É em memória da luta da multidão de corpos marginalizados e sobreviventes da psiquiatria, dentre os quais se encontra o honorável escritor Lima Barreto, que convocamos todas as pessoas psiquiatrizadas; que sofrem com desligamento e crises de explosão emocional; que escutam vozes; cujas identidades de gênero e sexuais sofrem tentativas de cura (eufemismo para aniquilamento social); cujas vidas são ministradas por fluoxetina, escitalopram e clonazepam; cujos gestos repetitivos e involuntários são motivos de piadas por parte daqueles que não percebem o quão repetitivos e involuntários são os seus próprios gestos; que passaram por internação e que ficaram confinadas em si mesmas em seus quartos mal iluminados; que recorreram às drogas ilícitas como o crack como forma de lidar com o luto de seus parentes e amigos assassinados pela polícia militar ou a perda de suas casas provocadas pelos desalojamentos a mando do Eduardo Paes; que têm ideação suicida; que surtam com frequência; que sofrem disforia; que não conhecem outra sensação que a de esgotamento; que sofrem com o alcoolismo; para o Ato do Dia Nacional da Luta Antimanicomial. Enquanto comunistas libertárias e anarcopunks, consideramos a nossa participação indispensável, porquanto nos opomos de maneira intransigente a toda forma de exploração, submissão e violação dos corpos. Por esta razão não poupamos esforços em dispor os nossos corpos na mesma fileira que as nossas irmãs e irmãos sobreviventes da psiquiatria contra o iatrocapitalismo.

O ato será realizado no dia 17 de maio, na Cinelândia, RJ. A concentração começará às 11h e o ato terá início às 13h. O lema desta vez é: Seguir em luta por uma cidade popular: pelos direitos da população em situação de rua. O ato é puxado pelo Núcleo Estadual do Rio de Janeiro do Movimento Nacional da Luta Antimanicomial (NEMLARJ).

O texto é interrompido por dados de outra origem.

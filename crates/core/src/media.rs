//! Media references and normalized media blobs.
//!
//! A [`MediaRef`] is what arrives with an inbound message (an attachment or a
//! video link). The media resolver turns references into [`MediaBlob`]s, which
//! are typed byte payloads ready to be sent to the model.

use serde::{Deserialize, Serialize};
use std::sync::Arc;
use std::sync::atomic::{AtomicU64, Ordering};

static NEXT_BLOB_ID: AtomicU64 = AtomicU64::new(1);

/// A reference to media that still has to be fetched.
#[derive(Debug, Clone, PartialEq, Eq, Serialize, Deserialize)]
#[serde(tag = "kind", rename_all = "snake_case")]
pub enum MediaRef {
    /// A file attached to the chat message.
    Attachment {
        /// Download URL (or local path) of the attachment
        url: String,

        /// Original filename
        #[serde(default, skip_serializing_if = "Option::is_none")]
        filename: Option<String>,

        /// MIME type declared by the platform
        #[serde(default, skip_serializing_if = "Option::is_none")]
        mime_type: Option<String>,

        /// File size in bytes, when the platform reports it
        #[serde(default, skip_serializing_if = "Option::is_none")]
        size_bytes: Option<u64>,
    },

    /// A link to a video-sharing page embedded in the message text.
    VideoLink { url: String },
}

impl MediaRef {
    /// Human-readable identifier used in logs and error messages.
    pub fn describe(&self) -> &str {
        match self {
            MediaRef::Attachment { filename: Some(name), .. } => name,
            MediaRef::Attachment { url, .. } => url,
            MediaRef::VideoLink { url } => url,
        }
    }
}

/// Where a blob came from.
#[derive(Debug, Clone, Copy, PartialEq, Eq, Serialize, Deserialize)]
#[serde(rename_all = "snake_case")]
pub enum Provenance {
    /// Read directly from a chat attachment
    Attachment,
    /// Produced by resolving a link (download + mux)
    ResolvedLink,
    /// Generated by the model itself (e.g. an image in the answer)
    Generated,
}

/// A typed binary payload.
///
/// The bytes are reference-counted so that re-sending history to the model
/// on every round-trip does not copy the payload.
#[derive(Clone)]
pub struct MediaBlob {
    /// Process-unique; clones share it
    id: u64,
    data: Arc<[u8]>,
    mime_type: String,
    provenance: Provenance,
    source: String,
}

impl MediaBlob {
    pub fn new(
        data: impl Into<Arc<[u8]>>,
        mime_type: impl Into<String>,
        provenance: Provenance,
        source: impl Into<String>,
    ) -> Self {
        Self {
            id: NEXT_BLOB_ID.fetch_add(1, Ordering::Relaxed),
            data: data.into(),
            mime_type: normalize_mime(&mime_type.into()),
            provenance,
            source: source.into(),
        }
    }

    /// Identifies this blob and its clones, e.g. to cache an upload.
    pub fn id(&self) -> u64 {
        self.id
    }

    pub fn data(&self) -> &[u8] {
        &self.data
    }

    pub fn mime_type(&self) -> &str {
        &self.mime_type
    }

    pub fn provenance(&self) -> Provenance {
        self.provenance
    }

    /// The reference this blob was resolved from.
    pub fn source(&self) -> &str {
        &self.source
    }

    pub fn len(&self) -> usize {
        self.data.len()
    }

    pub fn is_empty(&self) -> bool {
        self.data.is_empty()
    }

    /// A file extension matching the MIME type, for platforms that need a filename.
    pub fn extension(&self) -> &'static str {
        match self.mime_type.as_str() {
            "image/png" => "png",
            "image/jpeg" => "jpg",
            "image/webp" => "webp",
            "audio/wav" => "wav",
            "audio/mpeg" | "audio/mp3" => "mp3",
            "video/mp4" => "mp4",
            "application/pdf" => "pdf",
            "text/plain" => "txt",
            _ => "bin",
        }
    }
}

impl PartialEq for MediaBlob {
    fn eq(&self, other: &Self) -> bool {
        self.data == other.data
            && self.mime_type == other.mime_type
            && self.provenance == other.provenance
            && self.source == other.source
    }
}

impl Eq for MediaBlob {}

impl std::fmt::Debug for MediaBlob {
    fn fmt(&self, f: &mut std::fmt::Formatter<'_>) -> std::fmt::Result {
        f.debug_struct("MediaBlob")
            .field("mime_type", &self.mime_type)
            .field("len", &self.data.len())
            .field("provenance", &self.provenance)
            .field("source", &self.source)
            .finish()
    }
}

/// MIME types the model API documents as accepted input.
pub const SUPPORTED_MIME_TYPES: &[&str] = &[
    // Images
    "image/png",
    "image/jpeg",
    "image/webp",
    "image/heic",
    "image/heif",
    // Audio
    "audio/wav",
    "audio/mp3",
    "audio/mpeg",
    "audio/aiff",
    "audio/aac",
    "audio/ogg",
    "audio/flac",
    // Video
    "video/mp4",
    "video/mpeg",
    "video/mov",
    "video/quicktime",
    "video/avi",
    "video/x-flv",
    "video/mpg",
    "video/webm",
    "video/wmv",
    "video/3gpp",
    // Documents
    "application/pdf",
    "application/json",
    "application/rtf",
    "application/x-javascript",
    "text/plain",
    "text/html",
    "text/css",
    "text/csv",
    "text/markdown",
    "text/xml",
    "text/rtf",
    "text/javascript",
    "text/x-python",
    "text/x-typescript",
];

/// Lowercase a MIME type and drop any parameters (`; charset=...`).
pub fn normalize_mime(mime: &str) -> String {
    mime.split(';')
        .next()
        .unwrap_or_default()
        .trim()
        .to_ascii_lowercase()
}

/// Whether the model accepts this MIME type, consulting `extra` as well.
pub fn is_supported_mime(mime: &str, extra: &[String]) -> bool {
    let mime = normalize_mime(mime);
    SUPPORTED_MIME_TYPES.contains(&mime.as_str()) || extra.iter().any(|m| normalize_mime(m) == mime)
}

/// Best-effort MIME guess from a filename extension.
pub fn mime_from_filename(filename: &str) -> Option<&'static str> {
    let ext = filename.rsplit_once('.')?.1.to_ascii_lowercase();
    let mime = match ext.as_str() {
        "png" => "image/png",
        "jpg" | "jpeg" => "image/jpeg",
        "webp" => "image/webp",
        "heic" => "image/heic",
        "wav" => "audio/wav",
        "mp3" => "audio/mpeg",
        "ogg" => "audio/ogg",
        "flac" => "audio/flac",
        "aac" => "audio/aac",
        "mp4" => "video/mp4",
        "mov" => "video/quicktime",
        "webm" => "video/webm",
        "pdf" => "application/pdf",
        "txt" => "text/plain",
        "md" => "text/markdown",
        "csv" => "text/csv",
        "json" => "application/json",
        "py" => "text/x-python",
        "html" => "text/html",
        _ => return None,
    };
    Some(mime)
}

#[cfg(test)]
mod tests {
    use super::*;

    #[test]
    fn mime_parameters_are_ignored() {
        assert!(is_supported_mime("text/plain; charset=utf-8", &[]));
        assert!(is_supported_mime("IMAGE/PNG", &[]));
        assert!(!is_supported_mime("application/x-msdownload", &[]));
    }

    #[test]
    fn extra_mime_types_extend_the_set() {
        let extra = vec!["application/zip".to_string()];
        assert!(is_supported_mime("application/zip", &extra));
        assert!(!is_supported_mime("application/zip", &[]));
    }

    #[test]
    fn blob_debug_hides_bytes() {
        let blob = MediaBlob::new(vec![1u8, 2, 3], "image/png", Provenance::Attachment, "a.png");
        let dbg = format!("{blob:?}");
        assert!(dbg.contains("len: 3"));
        assert!(!dbg.contains("[1, 2, 3]"));
        assert_eq!(blob.extension(), "png");
    }

    #[test]
    fn clones_share_an_id() {
        let a = MediaBlob::new(vec![1u8], "image/png", Provenance::Attachment, "a.png");
        let b = MediaBlob::new(vec![1u8], "image/png", Provenance::Attachment, "a.png");
        assert_eq!(a.clone().id(), a.id());
        assert_ne!(a.id(), b.id());
        assert_eq!(a, b);
    }

    #[test]
    fn describe_prefers_filename() {
        let r = MediaRef::Attachment {
            url: "https://cdn/x".into(),
            filename: Some("cat.jpg".into()),
            mime_type: None,
            size_bytes: None,
        };
        assert_eq!(r.describe(), "cat.jpg");
        assert_eq!(mime_from_filename("cat.JPG"), Some("image/jpeg"));
        assert_eq!(mime_from_filename("noext"), None);
    }
}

Para quem se interessar, hoje às 19h terá uma reunião do NEMLA RJ para a construção e organização do Ato do Dia Nacional da Luta Antimanicomial. O local será a UERJ – unidade Maracanã, no Hall do 1° andar.

É necessário se espantar, se indignar e se contagiar, só assim é possível mudar a realidade”

Nise da Silveira

[Imagem: Clive Head. The Cherry Train (2017)]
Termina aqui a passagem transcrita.